Bisognerebbe evitare di rimproverare i nostri bambini per lo scarso impegno o per i mancati risultati, in quanto la loro è l’età dell’apprendimento e non dell´agonismo, evitando che si sentano a disagio o inadeguati. I papà che accompagnano i piccoli agli eventi sportivi che li vede protagonisti dovrebbero trattenersi dall’insultare o dal criticare l’allenatore, l’arbitro o l’avversario.
Gli allenatori, a loro volta, dovrebbero insegnare che lo sport è un modo per sviluppare in armonia mente e fisico, nonché per socializzare con gli altri. Dovrebbero avere un’adeguata preparazione tecnica ed una buona capacità di dialogare e di stimolare in modo positivo i propri allievi. Non devono arrabbiarsi ed urlare, ma dare importanza al divertimento e non solo al risultato o alla vittoria, anzi, incoraggiare e sostenere i piccoli atleti sopratutto in caso di errore, spiegando che la sconfitta nella competizione non è un fallimento personale.
Non ha avuto problemi di questo tipo Jacopo Morini, figlio di Francesco Morini, ex calciatore della Juventus. Ero rimasta colpita tempo fa dalla foto (trovata su Facebook) dove il papà, durante una partita o un allenamento, gli dava il biberon ed ho approfittato per fargli qualche domanda su come si è comportato con lui:
Cosa si prova ad avere un papà-calciatore?
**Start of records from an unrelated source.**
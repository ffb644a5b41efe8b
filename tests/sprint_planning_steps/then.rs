//! Then steps for sprint planning BDD scenarios.

use super::world::SprintPlanningWorld;
use nexdo::planning::{
    domain::{SprintStatus, TaskStatus},
    services::SprintLifecycleError,
};
use rstest_bdd_macros::then;

#[then(r#"the request is rejected as overlapping sprint "{label}""#)]
fn rejected_as_overlapping(
    world: &SprintPlanningWorld,
    label: String,
) -> Result<(), eyre::Report> {
    let existing = world.sprint(&label)?;
    let result = world
        .last_sprint_result
        .as_ref()
        .ok_or_else(|| eyre::eyre!("missing sprint request result"))?;

    match result {
        Err(SprintLifecycleError::OverlappingDates { start, end })
            if *start == existing.start_date() && *end == existing.end_date() =>
        {
            Ok(())
        }
        other => Err(eyre::eyre!(
            "expected overlap with {}, got {other:?}",
            existing.dates()
        )),
    }
}

#[then(r#"the task "{name}" has status "{status}""#)]
fn task_has_status(
    world: &SprintPlanningWorld,
    name: String,
    status: String,
) -> Result<(), eyre::Report> {
    let expected = TaskStatus::try_from(status.as_str())
        .map_err(|err| eyre::eyre!("invalid expected status in scenario: {err}"))?;
    let task = world.task(&name)?;

    if task.status() != expected {
        return Err(eyre::eyre!(
            "expected task {name} to be {expected}, found {}",
            task.status()
        ));
    }
    Ok(())
}

#[then(r#"the task "{name}" belongs to no sprint"#)]
fn task_in_no_sprint(world: &SprintPlanningWorld, name: String) -> Result<(), eyre::Report> {
    let task = world.task(&name)?;
    if let Some(sprint_id) = task.sprint_id() {
        return Err(eyre::eyre!("task {name} still belongs to sprint {sprint_id}"));
    }
    Ok(())
}

#[then(r#"the task "{name}" belongs to sprint "{label}""#)]
fn task_in_sprint(
    world: &SprintPlanningWorld,
    name: String,
    label: String,
) -> Result<(), eyre::Report> {
    let task = world.task(&name)?;
    let sprint = world.sprint(&label)?;

    if task.sprint_id() != Some(sprint.id()) || !sprint.contains_task(task.id()) {
        return Err(eyre::eyre!("task {name} is not a member of sprint {label}"));
    }
    Ok(())
}

#[then(r#"the sprint "{label}" has status "{status}""#)]
fn sprint_has_status(
    world: &SprintPlanningWorld,
    label: String,
    status: String,
) -> Result<(), eyre::Report> {
    let expected = SprintStatus::try_from(status.as_str())
        .map_err(|err| eyre::eyre!("invalid expected status in scenario: {err}"))?;
    let sprint = world.sprint(&label)?;

    if sprint.status() != expected {
        return Err(eyre::eyre!(
            "expected sprint {label} to be {expected}, found {}",
            sprint.status()
        ));
    }
    Ok(())
}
“Sono nato nel 1977 e mio padre ha finito di giocare nell’81, quindi i ricordi di mio padre -giocatore si limitano ai primissimi anni di età. L’unica partita a cui ho assistito è stata in Canada. Papà aveva scelto di giocare l’ultimo anno della sua carriera nel Toronto Blizzard e io ho messo a soqquadro la tribuna sfuggendo a mia mamma. Ho seminato il panico tra la gente rincorrendo ovunque la Mascotte della squadra, lasciando una scia di pop corn (avevo la confezione big-size) tra quei poveretti che volevano godersi la partita. Da quel momento mia madre ha deciso di non portarmi più ad una partita di calcio e in generale in nessun luogo pubblico. Nonostante questo episodio, mio padre ha continuato a volermi bene e crescendo mi ha sempre appoggiato in qualsiasi scelta.”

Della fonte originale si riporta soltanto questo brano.